If you have an existing application, I'd do the following:
find out what dependencies you can remove from your Gradle/Maven build and just have taken care of for you with the various spring-boot-starter- dependencies.
add #SpringBootApplication to a root component class. Eg, if your package is a.b.c, put a class Application in a.Application and annotate that with #SpringBootApplication
You can run it as a Servlet 3 application or in an embedded servlet container. It might be easier to just run in a standard servlet container as you take baby steps. Go to http://start.spring.io and make sure to choose war in the packaging drop down.
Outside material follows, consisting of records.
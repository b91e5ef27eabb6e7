use crate::error::{CoreError, CoreResult, EntityKind};
use crate::models::{
    CreateSection, FindOptions, LessonQuery, ListSections, NewSection, Section, SectionFilter,
    SectionPatch, SectionQuery, SectionRelations, UpdateSection,
};
use crate::pagination::{PageWindow, Paginated, SortSpec};
use crate::rules;
use crate::store::{StoreError, SECTION_ORDER_INDEX_CONSTRAINT};
use crate::types::DbId;

use super::{missing, CatalogService};

/// Map the storage guard on `(course_id, order_index)` to the domain error.
///
/// Only reached when a concurrent writer took the index between the check
/// and the write.
fn map_order_index_violation(err: StoreError, course_id: DbId, order_index: i32) -> CoreError {
    if err.is_unique_violation_of(SECTION_ORDER_INDEX_CONSTRAINT) {
        tracing::warn!(
            course_id = %course_id,
            order_index,
            "Storage rejected duplicate section order index"
        );
        CoreError::OrderIndexDuplicate { order_index }
    } else {
        CoreError::Store(err)
    }
}

impl CatalogService {
    pub async fn create_section(&self, input: CreateSection) -> CoreResult<Section> {
        let course_id = input.course_id.ok_or(CoreError::CourseRequired)?;
        let title = rules::require_title(EntityKind::Section, input.title.as_deref())?;
        let order_index = input.order_index.ok_or(CoreError::OrderIndexRequired)?;

        if self.courses.find_course(course_id, false).await?.is_none() {
            return Err(CoreError::CourseNotFound);
        }
        self.ensure_order_index_free(course_id, order_index, None)
            .await?;

        let new = NewSection {
            course_id,
            title,
            order_index,
        };
        let section = self
            .sections
            .insert_section(&new)
            .await
            .map_err(|e| map_order_index_violation(e, course_id, order_index))?;

        tracing::info!(
            section_id = %section.id,
            course_id = %section.course_id,
            order_index = section.order_index,
            "Section created"
        );
        Ok(section)
    }

    pub async fn find_section_by_id(
        &self,
        id: Option<DbId>,
        options: FindOptions<SectionRelations>,
    ) -> CoreResult<Option<Section>> {
        let found = match id {
            Some(id) => self.sections.find_section(id, options.include_deleted).await?,
            None => None,
        };
        let Some(mut section) = found else {
            return missing(options.return_error, CoreError::SectionNotFound);
        };
        if options.relations.course {
            section.course = self
                .courses
                .find_course(section.course_id, false)
                .await?
                .map(Box::new);
        }
        if options.relations.lessons {
            let lessons = self
                .lessons
                .list_lessons(&LessonQuery::for_section(section.id))
                .await?;
            section.lessons = Some(lessons.items);
        }
        Ok(Some(section))
    }

    pub async fn update_section(&self, id: DbId, input: UpdateSection) -> CoreResult<Section> {
        let current = self.require_section(id).await?;
        let mut patch = SectionPatch::default();

        if let Some(raw) = input.title.as_deref() {
            let title = rules::normalize_title(EntityKind::Section, raw)?;
            if title != current.title {
                patch.title = Some(title);
            }
        }

        if let Some(order_index) = input.order_index {
            if order_index != current.order_index {
                self.ensure_order_index_free(current.course_id, order_index, Some(id))
                    .await?;
                patch.order_index = Some(order_index);
            }
        }

        if patch.is_empty() {
            tracing::debug!(section_id = %id, "Section update is a no-op");
        } else {
            let updated = self
                .sections
                .update_section(id, &patch)
                .await
                .map_err(|e| {
                    map_order_index_violation(
                        e,
                        current.course_id,
                        patch.order_index.unwrap_or(current.order_index),
                    )
                })?;
            if !updated {
                return Err(CoreError::SectionNotFound);
            }
        }

        self.require_section(id).await
    }

    pub async fn delete_section(&self, id: DbId) -> CoreResult<()> {
        self.require_section(id).await?;
        if !self.sections.soft_delete_section(id).await? {
            return Err(CoreError::SectionNotFound);
        }
        tracing::info!(section_id = %id, "Section deleted");
        Ok(())
    }

    pub async fn find_sections(&self, input: ListSections) -> CoreResult<Paginated<Section>> {
        let window = PageWindow::from_request(input.page, input.limit);
        let query = SectionQuery {
            filter: SectionFilter {
                course_id: input.course_id,
                search: rules::normalize_search_term(input.search_term.as_deref()),
            },
            sort: SortSpec::resolve(input.sort, input.sort_type, SectionQuery::DEFAULT_SORT),
            window: Some(window),
        };
        let page = self.sections.list_sections(&query).await?;
        Ok(Paginated::new(page, window))
    }

    async fn require_section(&self, id: DbId) -> CoreResult<Section> {
        self.sections
            .find_section(id, false)
            .await?
            .ok_or(CoreError::SectionNotFound)
    }

    /// Fail with `OrderIndexDuplicate` if another live section of the course
    /// already holds `order_index`.
    async fn ensure_order_index_free(
        &self,
        course_id: DbId,
        order_index: i32,
        except: Option<DbId>,
    ) -> CoreResult<()> {
        let holder = self
            .sections
            .find_section_by_order_index(course_id, order_index)
            .await?;
        match holder {
            Some(section) if Some(section.id) != except => {
                Err(CoreError::OrderIndexDuplicate { order_index })
            }
            _ => Ok(()),
        }
    }
}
Copy the ServletInitializer class and the specification from the pom.xml to ensure that your application is a .war, not a .jar. Then, once everything works on Spring Boot, rm -rf the Initializer and then revert the Maven build to a simpler .jar using the Spring Boot plugin for extra win.
If your application has lots of existing configuration, import it using #Import(OldConfig.class) or #ImportResource("old-config.xml") on the a.Application configuration class. The auto-configuration will kick in but it will see, for example, that you may have already defined a DataSource so it'll plug that in in the right places. What I like to do now is just start the application up, see if everything's OK, then start removing code in my old Java or XML configuration. Don't remove your business code, but remove things related to turning on parts of Spring. Anything that looks like #Enable..* or ..:annotation-driven/>. Restart and verify things still work. The goal is to let Spring Boot do as much of the heavy lifting as possible. Viewing the source is very handy here so you can see what Spring Boot will try to do for you. Spring Boot will log information on what #Conditional conditions evaluated to true for you. Simply provide --Ddebug=true wen you start the application to see the output. You could also export DEBUG=true then restart your IDE to run it as long as the environment variable is ivsible in your shell.